[Stored data entries]
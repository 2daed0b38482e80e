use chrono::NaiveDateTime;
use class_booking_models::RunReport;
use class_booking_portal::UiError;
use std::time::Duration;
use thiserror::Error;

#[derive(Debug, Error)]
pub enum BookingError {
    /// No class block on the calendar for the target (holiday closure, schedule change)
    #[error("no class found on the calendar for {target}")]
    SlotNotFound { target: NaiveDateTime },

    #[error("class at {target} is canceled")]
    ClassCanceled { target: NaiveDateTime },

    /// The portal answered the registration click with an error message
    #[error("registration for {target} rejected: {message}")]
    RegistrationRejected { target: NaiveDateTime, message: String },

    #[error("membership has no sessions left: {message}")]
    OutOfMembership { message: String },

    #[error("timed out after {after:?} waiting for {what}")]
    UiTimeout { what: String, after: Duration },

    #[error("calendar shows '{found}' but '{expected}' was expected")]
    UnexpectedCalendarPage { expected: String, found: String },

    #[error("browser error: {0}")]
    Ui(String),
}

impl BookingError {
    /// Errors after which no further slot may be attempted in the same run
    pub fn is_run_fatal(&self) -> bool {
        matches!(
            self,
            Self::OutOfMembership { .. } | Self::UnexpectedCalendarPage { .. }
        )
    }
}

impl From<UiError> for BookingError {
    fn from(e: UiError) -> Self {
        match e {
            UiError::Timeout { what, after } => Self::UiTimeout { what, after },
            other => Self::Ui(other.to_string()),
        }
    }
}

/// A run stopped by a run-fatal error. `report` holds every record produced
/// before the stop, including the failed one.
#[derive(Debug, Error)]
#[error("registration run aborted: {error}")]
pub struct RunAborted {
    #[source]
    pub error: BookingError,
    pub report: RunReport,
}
---
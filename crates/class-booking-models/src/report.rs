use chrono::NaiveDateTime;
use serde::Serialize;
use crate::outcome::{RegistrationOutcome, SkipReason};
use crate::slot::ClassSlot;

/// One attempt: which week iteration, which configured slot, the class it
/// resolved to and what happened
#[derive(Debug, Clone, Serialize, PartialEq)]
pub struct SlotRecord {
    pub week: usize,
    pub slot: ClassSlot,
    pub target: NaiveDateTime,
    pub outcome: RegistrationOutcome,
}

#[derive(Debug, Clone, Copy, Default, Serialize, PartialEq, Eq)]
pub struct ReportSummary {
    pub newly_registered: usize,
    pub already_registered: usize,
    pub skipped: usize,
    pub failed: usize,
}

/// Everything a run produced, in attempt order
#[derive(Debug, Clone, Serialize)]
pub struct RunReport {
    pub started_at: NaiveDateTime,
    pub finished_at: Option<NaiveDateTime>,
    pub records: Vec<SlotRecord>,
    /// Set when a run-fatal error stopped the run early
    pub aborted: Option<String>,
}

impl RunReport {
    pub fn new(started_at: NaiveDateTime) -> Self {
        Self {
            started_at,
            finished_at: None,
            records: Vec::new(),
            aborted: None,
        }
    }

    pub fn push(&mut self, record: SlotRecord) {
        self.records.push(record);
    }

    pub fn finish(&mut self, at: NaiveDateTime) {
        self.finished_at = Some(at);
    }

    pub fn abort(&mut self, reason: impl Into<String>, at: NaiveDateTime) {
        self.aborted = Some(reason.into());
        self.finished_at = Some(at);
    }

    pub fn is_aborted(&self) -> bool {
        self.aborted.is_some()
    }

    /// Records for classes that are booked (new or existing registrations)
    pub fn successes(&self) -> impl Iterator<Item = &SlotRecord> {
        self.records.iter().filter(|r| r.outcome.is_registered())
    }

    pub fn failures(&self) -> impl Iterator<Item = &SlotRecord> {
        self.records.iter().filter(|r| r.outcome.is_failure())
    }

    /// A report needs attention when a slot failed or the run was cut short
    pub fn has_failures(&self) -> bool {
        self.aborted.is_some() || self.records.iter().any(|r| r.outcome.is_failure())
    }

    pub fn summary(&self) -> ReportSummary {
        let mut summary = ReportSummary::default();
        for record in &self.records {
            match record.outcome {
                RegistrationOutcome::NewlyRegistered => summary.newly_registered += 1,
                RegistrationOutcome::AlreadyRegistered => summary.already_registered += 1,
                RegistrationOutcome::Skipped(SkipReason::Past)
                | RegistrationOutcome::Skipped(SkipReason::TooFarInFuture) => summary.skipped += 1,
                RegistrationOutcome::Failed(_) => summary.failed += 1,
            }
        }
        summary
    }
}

* Exercise prompt
Look at each line above and note whether it holds the word "failed". Report how many do, as the number only.

* Output below
4